:: Information provided
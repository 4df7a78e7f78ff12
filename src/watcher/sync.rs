use super::StepReport;
use crate::{
    chain::{ResilientClient, ShardDecoder, ShardDescriptor},
    error::{WatcherError, WatcherResult},
    repo::{NewShardBlock, WatchStore},
};
use std::sync::Arc;
use tracing::{debug, info, warn};

#[derive(Debug, Default, Clone, PartialEq, Eq)]
pub struct SyncReport {
    pub head_seqno: u32,
    pub shards: usize,
    pub inserted: usize,
}

impl StepReport for SyncReport {
    fn is_quiet(&self) -> bool {
        self.inserted == 0
    }
}

/// Discovers new shard blocks and records them as pending work.
pub struct ShardSync {
    client: Arc<ResilientClient>,
    store: Arc<dyn WatchStore>,
    decoder: ShardDecoder,
}

impl ShardSync {
    pub fn new(
        client: Arc<ResilientClient>,
        store: Arc<dyn WatchStore>,
    ) -> Self {
        Self {
            client,
            store,
            decoder: ShardDecoder::default(),
        }
    }

    /// One discovery pass. RPC and decode failures happen before the first
    /// insert; inserts per shard are ascending, so a store failure midway
    /// leaves a contiguous prefix that the next pass extends.
    pub async fn step(&self) -> WatcherResult<SyncReport> {
        let head = self
            .client
            .get_chain_head()
            .await
            .map_err(WatcherError::rpc("getMasterchainInfo"))?;
        let bytes = self
            .client
            .get_shards(&head)
            .await
            .map_err(WatcherError::rpc("getAllShardsInfo"))?;
        let shards = self.decoder.decode(&bytes).inspect_err(|e| {
            warn!(head = head.seqno, error = %e, "shard list rejected");
        })?;

        let mut report = SyncReport {
            head_seqno: head.seqno,
            shards: shards.len(),
            inserted: 0,
        };
        if shards.is_empty() {
            debug!(head = head.seqno, "shard list is empty");
            return Ok(report);
        }
        for shard in &shards {
            report.inserted += self.sync_shard(shard).await?;
        }
        Ok(report)
    }

    async fn sync_shard(&self, d: &ShardDescriptor) -> WatcherResult<usize> {
        let watermark = self
            .store
            .get_watermark(d.workchain, d.shard)
            .await
            .inspect_err(|e| {
                warn!(
                    workchain = d.workchain,
                    shard = d.shard,
                    op = "get_watermark",
                    error = %e,
                    "store failure"
                );
            })?;
        // first sighting starts at the current block, never at genesis
        let first = match watermark {
            Some(w) => match w.checked_add(1) {
                Some(next) => next,
                None => return Ok(0),
            },
            None => d.seqno,
        };
        if first > d.seqno {
            return Ok(0);
        }
        if d.seqno - first >= 1_000 {
            info!(
                workchain = d.workchain,
                shard = d.shard,
                from = first,
                to = d.seqno,
                "catching up on shard"
            );
        }

        let mut inserted = 0;
        for seqno in first..=d.seqno {
            let block = NewShardBlock {
                workchain: d.workchain,
                shard: d.shard,
                seqno,
            };
            let fresh = self
                .store
                .insert_block_if_absent(&block)
                .await
                .inspect_err(|e| {
                    warn!(
                        workchain = d.workchain,
                        shard = d.shard,
                        seqno,
                        op = "insert_block",
                        error = %e,
                        "store failure"
                    );
                })?;
            if fresh {
                inserted += 1;
            }
        }
        Ok(inserted)
    }
}
use clap::{Parser, Subcommand};
use eyre::Result;
use std::{path::PathBuf, sync::Arc};
use ton_watcher::{
    chain::ShardDecoder, config, filter::AddressFilter,
    tracking::TrackingService, utils::AccountAddress,
};

#[derive(Parser)]
#[command(
    name = "dev-tools",
    about = "Dev utilities: migrate, manage tracked addresses, decode shards"
)]
struct Cli {
    #[command(subcommand)]
    command: Commands,
}

#[derive(Subcommand)]
enum Commands {
    /// Apply database migrations
    Migrate {},
    /// Start tracking an address (raw or user-friendly form)
    Add { address: String },
    /// Stop tracking an address
    Disable { address: String },
    /// Decode a saved getAllShardsInfo payload and print its shards
    DecodeShards {
        /// File with the raw bag-of-cells bytes
        file: PathBuf,
        /// Dictionary key width in bits
        #[arg(long, default_value_t = 32)]
        key_bits: usize,
        #[arg(long, default_value_t = 0)]
        workchain: i32,
    },
}

#[tokio::main]
async fn main() -> Result<()> {
    dotenv::dotenv().ok();
    ton_watcher::logging::init();
    let cli = Cli::parse();

    match cli.command {
        Commands::Migrate {} => migrate().await,
        Commands::Add { address } => add(&address).await,
        Commands::Disable { address } => disable(&address).await,
        Commands::DecodeShards {
            file,
            key_bits,
            workchain,
        } => decode_shards(file, key_bits, workchain),
    }
}

async fn migrate() -> Result<()> {
    let cfg = config::init_from_env()?;
    // connecting applies the embedded migrations
    ton_watcher::tools::connect_store(cfg).await?;
    tracing::info!("migrations applied");
    Ok(())
}

async fn tracking() -> Result<TrackingService> {
    let cfg = config::init_from_env()?;
    let store = ton_watcher::tools::connect_store(cfg).await?;
    // the running service keeps its own filter; this one is never read
    let filter = Arc::new(AddressFilter::new(1, 0.5));
    Ok(TrackingService::new(store, filter))
}

async fn add(address: &str) -> Result<()> {
    let address: AccountAddress = address.parse()?;
    let record = tracking().await?.add(&address).await?;
    println!("tracking {} (id {})", record.address(), record.id);
    Ok(())
}

async fn disable(address: &str) -> Result<()> {
    let address: AccountAddress = address.parse()?;
    if tracking().await?.disable(&address).await? {
        println!("disabled {address}");
    } else {
        println!("{address} was not actively tracked");
    }
    Ok(())
}

fn decode_shards(file: PathBuf, key_bits: usize, workchain: i32) -> Result<()> {
    let bytes = std::fs::read(&file)?;
    let shards = ShardDecoder::new(key_bits, workchain).decode(&bytes)?;
    for d in &shards {
        println!(
            "{}:{:016x} seqno={} root_hash={} file_hash={}",
            d.workchain,
            d.shard as u64,
            d.seqno,
            hex::encode(d.root_hash),
            hex::encode(d.file_hash)
        );
    }
    println!("{} shard(s)", shards.len());
    Ok(())
}
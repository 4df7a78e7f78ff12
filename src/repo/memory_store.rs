use super::{
    NewShardBlock, ShardBlock, StoreResult, TrackedAddress, WatchStore,
};
use crate::{error::StoreError, utils::Fingerprint};
use async_trait::async_trait;
use chrono::Utc;
use std::{
    collections::{BTreeMap, HashMap},
    sync::{
        Mutex,
        atomic::{AtomicUsize, Ordering},
    },
};
use uuid::Uuid;

#[derive(Default)]
struct State {
    next_block_id: i64,
    // keyed like the unique index, so iteration order is the queue order
    blocks: BTreeMap<(i32, i64, u32), ShardBlock>,
    tracked: HashMap<(i32, Fingerprint), TrackedAddress>,
}

/// In-process [`WatchStore`] with the same uniqueness and ordering rules as
/// the Postgres schema. Used by tests and local runs without a database.
#[derive(Default)]
pub struct MemoryStore {
    state: Mutex<State>,
    failing_lookups: AtomicUsize,
}

impl MemoryStore {
    pub fn new() -> Self {
        Self::default()
    }

    /// Makes the next `n` tracked-address lookups fail with a database
    /// error.
    pub fn fail_next_lookups(&self, n: usize) {
        self.failing_lookups.store(n, Ordering::SeqCst);
    }

    pub fn blocks(&self) -> Vec<ShardBlock> {
        self.lock().blocks.values().cloned().collect()
    }

    fn lock(&self) -> std::sync::MutexGuard<'_, State> {
        // poisoning is ignored
        self.state.lock().unwrap_or_else(|p| p.into_inner())
    }
}

#[async_trait]
impl WatchStore for MemoryStore {
    async fn get_watermark(
        &self,
        workchain: i32,
        shard: i64,
    ) -> StoreResult<Option<u32>> {
        let state = self.lock();
        Ok(state
            .blocks
            .range((workchain, shard, 0)..=(workchain, shard, u32::MAX))
            .next_back()
            .map(|(_, b)| b.seqno))
    }

    async fn insert_block_if_absent(
        &self,
        block: &NewShardBlock,
    ) -> StoreResult<bool> {
        let mut state = self.lock();
        let key = (block.workchain, block.shard, block.seqno);
        if state.blocks.contains_key(&key) {
            return Ok(false);
        }
        state.next_block_id += 1;
        let id = state.next_block_id;
        state.blocks.insert(
            key,
            ShardBlock {
                id,
                workchain: block.workchain,
                shard: block.shard,
                seqno: block.seqno,
                processed: false,
                processed_at: None,
            },
        );
        Ok(true)
    }

    async fn list_unprocessed(
        &self,
        limit: usize,
    ) -> StoreResult<Vec<ShardBlock>> {
        let state = self.lock();
        let mut turns: HashMap<(i32, i64), usize> = HashMap::new();
        let mut pending: Vec<(usize, &ShardBlock)> = state
            .blocks
            .values()
            .filter(|b| !b.processed)
            .map(|b| {
                let turn = turns.entry((b.workchain, b.shard)).or_default();
                *turn += 1;
                (*turn, b)
            })
            .collect();
        pending.sort_by_key(|(turn, b)| (*turn, b.workchain, b.shard));
        Ok(pending
            .into_iter()
            .take(limit)
            .map(|(_, b)| b.clone())
            .collect())
    }

    async fn mark_processed(&self, id: i64) -> StoreResult<bool> {
        let mut state = self.lock();
        match state
            .blocks
            .values_mut()
            .find(|b| b.id == id && !b.processed)
        {
            Some(block) => {
                block.processed = true;
                block.processed_at = Some(Utc::now());
                Ok(true)
            }
            None => Ok(false),
        }
    }

    async fn count_unprocessed(&self) -> StoreResult<u64> {
        let state = self.lock();
        Ok(state.blocks.values().filter(|b| !b.processed).count() as u64)
    }

    async fn find_tracked_address(
        &self,
        workchain: i32,
        fingerprint: &Fingerprint,
    ) -> StoreResult<Option<TrackedAddress>> {
        let failing = self.failing_lookups.load(Ordering::SeqCst);
        if failing > 0 {
            self.failing_lookups.store(failing - 1, Ordering::SeqCst);
            return Err(StoreError::Database(sqlx::Error::PoolTimedOut));
        }
        let state = self.lock();
        Ok(state.tracked.get(&(workchain, *fingerprint)).cloned())
    }

    async fn list_active_tracked_addresses(
        &self,
    ) -> StoreResult<Vec<TrackedAddress>> {
        let state = self.lock();
        let mut active: Vec<_> =
            state.tracked.values().filter(|t| t.active).cloned().collect();
        active.sort_by_key(|t| t.created_at);
        Ok(active)
    }

    async fn insert_tracked_address(
        &self,
        workchain: i32,
        fingerprint: &Fingerprint,
    ) -> StoreResult<TrackedAddress> {
        let mut state = self.lock();
        let key = (workchain, *fingerprint);
        if state.tracked.contains_key(&key) {
            return Err(StoreError::Conflict(format!(
                "{workchain}:{fingerprint} is already registered"
            )));
        }
        let now = Utc::now();
        let record = TrackedAddress {
            id: Uuid::new_v4(),
            workchain,
            fingerprint: *fingerprint,
            active: true,
            created_at: now,
            updated_at: now,
        };
        state.tracked.insert(key, record.clone());
        Ok(record)
    }

    async fn deactivate_tracked_address(&self, id: Uuid) -> StoreResult<bool> {
        Ok(set_active(&mut self.lock(), id, false))
    }

    async fn reactivate_tracked_address(&self, id: Uuid) -> StoreResult<bool> {
        Ok(set_active(&mut self.lock(), id, true))
    }
}

fn set_active(state: &mut State, id: Uuid, active: bool) -> bool {
    match state
        .tracked
        .values_mut()
        .find(|t| t.id == id && t.active != active)
    {
        Some(record) => {
            record.active = active;
            record.updated_at = Utc::now();
            true
        }
        None => false,
    }
}
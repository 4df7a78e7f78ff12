use eyre::Result;
use std::sync::Arc;
use ton_watcher::{
    api::{AppState, listen_app},
    chain::providers,
    tools,
    tracking::TrackingService,
    watcher::{Watcher, listen_chain},
};
use tokio::signal;
use tokio_util::sync::CancellationToken;

#[tokio::main]
async fn main() -> Result<()> {
    let config = ton_watcher::config::init_from_env()?;
    ton_watcher::logging::init();

    let store = tools::connect_store(config).await?;
    let filter = tools::build_filter(config);
    let (publisher, lock) = tools::build_outputs(config).await?;
    let client = providers::build_client(config)?;

    let cancel = CancellationToken::new();
    {
        let cancel = cancel.clone();
        tokio::spawn(async move {
            if signal::ctrl_c().await.is_ok() {
                tracing::info!("received Ctrl+C, shutting down");
            }
            cancel.cancel();
        });
    }

    let api = config.api_enabled.then(|| {
        let state = AppState {
            tracking: TrackingService::new(store.clone(), filter.clone()),
            store: store.clone(),
            client: client.clone(),
        };
        tokio::spawn(listen_app(config.api_bind, state, cancel.clone()))
    });

    let watcher =
        Watcher::from_config(config, client, store, filter, publisher, lock);
    let chain = listen_chain(watcher, cancel.clone()).await;
    // a dead pipeline takes the api down with it
    cancel.cancel();
    if let Some(api) = api {
        match api.await {
            Ok(Err(e)) => tracing::error!(error = ?e, "api failed"),
            Err(e) => tracing::error!(error = %e, "api task panicked"),
            Ok(Ok(())) => {}
        }
    }
    chain?;
    tracing::info!("shutdown complete");
    Ok(())
}
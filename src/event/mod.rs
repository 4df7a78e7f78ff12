pub mod publisher;

use crate::{error::PublishError, utils::AccountAddress};
use async_trait::async_trait;
use chrono::{DateTime, Utc};
use serde::Serialize;

pub use publisher::{LogPublisher, MemoryPublisher, RedisStreamPublisher};

/// A confirmed transaction on a tracked, active address.
#[derive(Debug, Clone, PartialEq, Eq, Serialize)]
pub struct MatchEvent {
    pub address: AccountAddress,
    /// Lowercase hex, also the de-duplication key for consumers.
    pub tx_hash: String,
    pub lt: u64,
    pub workchain: i32,
    pub shard: i64,
    pub seqno: u32,
    pub detected_at: DateTime<Utc>,
}

/// Outbound sink for match events. The pipeline logs failures and moves on.
#[async_trait]
pub trait EventPublisher: Send + Sync {
    async fn publish(&self, event: &MatchEvent) -> Result<(), PublishError>;
}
::::
Read the entries above, then pull out the lines that include "encode".

            hex::encode(d.root_hash),
            hex::encode(d.file_hash)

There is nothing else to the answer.